PROVIDED ENTRIES =>
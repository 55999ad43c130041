//! Runtime API surface
//!
//! Every reserved operation name a snippet can call is described by an
//! [`ApiOperation`]. The table is the single place that knows whether an
//! operation mutates shared state, which is all the simulation backend needs
//! to decide between running it and recording it.

use serde::Serialize;
use tessera_script::{builtins, Result, ScriptError, Value};
use tessera_types::{ComponentId, HandlerScope};

use crate::context::Context;
use crate::variables::Tier;

#[derive(Debug, Clone, Copy, PartialEq, Eq, Serialize)]
#[serde(rename_all = "lowercase")]
pub enum Effect {
    Read,
    Mutate,
}

/// Who implements an operation
#[derive(Debug, Clone, Copy, PartialEq, Eq, Serialize)]
#[serde(rename_all = "lowercase")]
pub enum Provider {
    /// Implemented by the runtime against its own stores
    Core,
    /// Forwarded to the embedder's [`HostBridge`](crate::host::HostBridge)
    Host,
}

#[derive(Debug, Clone, Copy, PartialEq, Eq, Serialize)]
pub struct ApiOperation {
    pub name: &'static str,
    pub effect: Effect,
    pub asynchronous: bool,
    pub provider: Provider,
}

impl ApiOperation {
    const fn new(name: &'static str, effect: Effect, asynchronous: bool, provider: Provider) -> Self {
        Self {
            name,
            effect,
            asynchronous,
            provider,
        }
    }

    pub fn is_mutating(&self) -> bool {
        self.effect == Effect::Mutate
    }
}

const fn core(name: &'static str, effect: Effect) -> ApiOperation {
    ApiOperation::new(name, effect, false, Provider::Core)
}

const fn host(name: &'static str, effect: Effect) -> ApiOperation {
    ApiOperation::new(name, effect, false, Provider::Host)
}

const fn host_async(name: &'static str) -> ApiOperation {
    ApiOperation::new(name, Effect::Mutate, true, Provider::Host)
}

use Effect::{Mutate, Read};

pub static OPERATIONS: &[ApiOperation] = &[
    // Variables
    core("getVar", Read),
    core("setVar", Mutate),
    core("getGlobalVar", Read),
    core("setGlobalVar", Mutate),
    core("getLocalVar", Read),
    core("setLocalVar", Mutate),
    core("publishToGlobal", Mutate),
    // Components
    core("getComponent", Read),
    core("getAllComponents", Read),
    core("setComponentValue", Mutate),
    core("setStyle", Mutate),
    host("addComponent", Mutate),
    host("deleteComponent", Mutate),
    host("copyComponent", Mutate),
    host("pasteComponent", Mutate),
    // Applications and pages
    host("updateApplication", Mutate),
    host("deleteApplication", Mutate),
    host("addPage", Mutate),
    host("updatePage", Mutate),
    host("deletePage", Mutate),
    // Navigation
    host("navigate", Mutate),
    host("navigateToPage", Mutate),
    host("navigateToHash", Mutate),
    // Feedback
    host("showToast", Mutate),
    host("showModal", Mutate),
    host("hideModal", Mutate),
    host_async("confirm"),
    // Files and backend
    host_async("uploadFile"),
    host_async("browseFile"),
    host_async("runBackendFunction"),
    host_async("fetch"),
    // Editor
    host("openEditorTab", Mutate),
    host("closeEditorTab", Mutate),
    // Timers
    host("setTimeout", Mutate),
    host("setInterval", Mutate),
    host("clearTimeout", Mutate),
    host("clearInterval", Mutate),
    // Storage
    host("localStorage.getItem", Read),
    host("localStorage.setItem", Mutate),
    host("localStorage.removeItem", Mutate),
    host("sessionStorage.getItem", Read),
    host("sessionStorage.setItem", Mutate),
    host("sessionStorage.removeItem", Mutate),
    // Session
    core("getCurrentUser", Read),
    core("hasRole", Read),
    core("getUserRoles", Read),
];

/// Namespaces whose members are operations (`localStorage.getItem`)
pub const STORAGE_NAMESPACES: &[&str] = &["localStorage", "sessionStorage"];

pub fn lookup(name: &str) -> Option<&'static ApiOperation> {
    OPERATIONS.iter().find(|op| op.name == name)
}

/// Whether `name` is a reserved identifier: an operation, a storage
/// namespace or a built-in host global
pub fn is_reserved(name: &str) -> bool {
    builtins::is_global(name)
        || STORAGE_NAMESPACES.contains(&name)
        || (!name.contains('.') && lookup(name).is_some())
}

/// Value a reserved identifier resolves to
pub fn reserved_value(name: &str) -> Option<Value> {
    if let Some(value) = builtins::global(name) {
        return Some(value);
    }
    is_reserved(name).then(|| Value::api(name))
}

/// The handler an operation is being called from
#[derive(Debug, Clone, PartialEq, Eq)]
pub struct Origin {
    pub component: Option<ComponentId>,
    pub scope: HandlerScope,
}

impl Origin {
    pub fn new(component: Option<ComponentId>, scope: HandlerScope) -> Self {
        Self { component, scope }
    }

    /// The component reads should register as a dependent, if any
    pub fn reader(&self) -> Option<&ComponentId> {
        if self.scope.tracks_dependencies() {
            self.component.as_ref()
        } else {
            None
        }
    }
}

/// How API calls made by a running snippet are carried out
pub trait Dispatch {
    fn dispatch(
        &self,
        ctx: &Context,
        origin: &Origin,
        operation: &'static ApiOperation,
        args: Vec<Value>,
    ) -> Result<Value>;
}

fn arg(args: &[Value], index: usize) -> Value {
    args.get(index).cloned().unwrap_or(Value::Undefined)
}

fn string_arg(operation: &ApiOperation, args: &[Value], index: usize) -> Result<String> {
    match args.get(index) {
        Some(Value::String(s)) => Ok(s.to_string()),
        Some(value) if !value.is_nullish() => Ok(value.to_display_string()),
        _ => Err(ScriptError::host(
            operation.name,
            format!("argument {} must be a string", index + 1),
        )),
    }
}

/// Component id from an id string, a display name, a component view or a
/// record carrying an `id` field
fn component_arg(
    ctx: &Context,
    operation: &ApiOperation,
    args: &[Value],
    index: usize,
) -> Result<ComponentId> {
    let reference = match args.get(index) {
        Some(Value::Component(id)) => return Ok(id.clone()),
        Some(Value::Object(entries)) => entries
            .borrow()
            .get("id")
            .map(Value::to_display_string)
            .unwrap_or_default(),
        Some(Value::String(s)) => s.to_string(),
        _ => String::new(),
    };
    ctx.resolve_component(&reference)
        .map(|component| component.id)
        .ok_or_else(|| {
            ScriptError::host(operation.name, format!("unknown component '{}'", reference))
        })
}

/// Run an operation implemented by the runtime itself
pub(crate) fn invoke_core(
    ctx: &Context,
    origin: &Origin,
    operation: &ApiOperation,
    args: Vec<Value>,
) -> Result<Value> {
    let reader = origin.reader();
    let failed = |e: crate::errors::HandlerError| ScriptError::host(operation.name, e.to_string());

    match operation.name {
        "getVar" => Ok(ctx.get_variable(&string_arg(operation, &args, 0)?, reader)),
        "setVar" => {
            let name = string_arg(operation, &args, 0)?;
            ctx.set_variable(&name, &arg(&args, 1)).map_err(failed)?;
            Ok(Value::Undefined)
        }
        "getGlobalVar" => Ok(ctx.get_tier(Tier::Global, &string_arg(operation, &args, 0)?, reader)),
        "setGlobalVar" => {
            let name = string_arg(operation, &args, 0)?;
            ctx.set_tier(Tier::Global, &name, &arg(&args, 1))
                .map_err(failed)?;
            Ok(Value::Undefined)
        }
        "getLocalVar" => Ok(ctx.get_tier(Tier::Local, &string_arg(operation, &args, 0)?, reader)),
        "setLocalVar" => {
            let name = string_arg(operation, &args, 0)?;
            ctx.set_tier(Tier::Local, &name, &arg(&args, 1))
                .map_err(failed)?;
            Ok(Value::Undefined)
        }
        "publishToGlobal" => {
            let name = string_arg(operation, &args, 0)?;
            ctx.publish(&name).map_err(failed)?;
            Ok(Value::Undefined)
        }
        "getComponent" => {
            let reference = string_arg(operation, &args, 0)?;
            Ok(ctx
                .resolve_component(&reference)
                .map(|component| Value::Component(component.id))
                .unwrap_or(Value::Null))
        }
        "getAllComponents" => Ok(Value::array(
            ctx.component_ids()
                .into_iter()
                .map(Value::Component)
                .collect(),
        )),
        "setComponentValue" => {
            let id = component_arg(ctx, operation, &args, 0)?;
            let property = string_arg(operation, &args, 1)?;
            ctx.set_component_value(&id, &property, &arg(&args, 2))
                .map_err(failed)?;
            Ok(Value::Undefined)
        }
        "setStyle" => {
            let id = component_arg(ctx, operation, &args, 0)?;
            let property = string_arg(operation, &args, 1)?;
            ctx.set_style(&id, &property, &arg(&args, 2))
                .map_err(failed)?;
            Ok(Value::Undefined)
        }
        "getCurrentUser" => Ok(ctx
            .user()
            .map(|user| Value::from_json(&serde_json::json!(user)))
            .unwrap_or(Value::Null)),
        "hasRole" => {
            let role = string_arg(operation, &args, 0)?;
            Ok(Value::Bool(ctx.user().is_some_and(|u| u.has_role(&role))))
        }
        "getUserRoles" => Ok(Value::array(
            ctx.user()
                .map(|u| u.roles.into_iter().map(Value::from).collect())
                .unwrap_or_default(),
        )),
        other => Err(ScriptError::host(other, "not a core operation")),
    }
}

#[cfg(test)]
mod tests {
    use super::*;

    #[test]
    fn test_table_names_are_unique() {
        let mut names: Vec<_> = OPERATIONS.iter().map(|op| op.name).collect();
        names.sort_unstable();
        let before = names.len();
        names.dedup();
        assert_eq!(names.len(), before);
    }

    #[test]
    fn test_effects() {
        assert_eq!(lookup("getVar").map(|op| op.effect), Some(Effect::Read));
        assert!(lookup("setVar").is_some_and(ApiOperation::is_mutating));
        assert!(lookup("runBackendFunction").is_some_and(|op| op.asynchronous));
        assert_eq!(
            lookup("localStorage.getItem").map(|op| op.effect),
            Some(Effect::Read)
        );
        assert!(lookup("eval").is_none());
    }

    #[test]
    fn test_reserved_names() {
        assert!(is_reserved("navigate"));
        assert!(is_reserved("Math"));
        assert!(is_reserved("localStorage"));
        assert!(!is_reserved("localStorage.getItem"));
        assert!(!is_reserved("Button1"));
        assert!(matches!(reserved_value("JSON"), Some(Value::Native(_))));
        assert_eq!(reserved_value("setVar"), Some(Value::api("setVar")));
        assert_eq!(reserved_value("count"), None);
    }

    #[test]
    fn test_origin_reader_only_for_tracking_scopes() {
        let id = Some(ComponentId::new("label"));
        assert!(Origin::new(id.clone(), HandlerScope::Input).reader().is_some());
        assert!(Origin::new(id, HandlerScope::Event).reader().is_none());
    }
}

YOUR INSTRUCTIONS => Please retype, with no changes, the lines that run from the first line of the entries to the line with "implements an operation", both ends included.

RESULT OF THE EXERCISE =>
repository 55999ad43c130041
//! Runtime API surface
//!
//! Every reserved operation name a snippet can call is described by an
//! [`ApiOperation`]. The table is the single place that knows whether an
//! operation mutates shared state, which is all the simulation backend needs
//! to decide between running it and recording it.

use serde::Serialize;
use tessera_script::{builtins, Result, ScriptError, Value};
use tessera_types::{ComponentId, HandlerScope};

use crate::context::Context;
use crate::variables::Tier;

#[derive(Debug, Clone, Copy, PartialEq, Eq, Serialize)]
#[serde(rename_all = "lowercase")]
pub enum Effect {
    Read,
    Mutate,
}

/// Who implements an operation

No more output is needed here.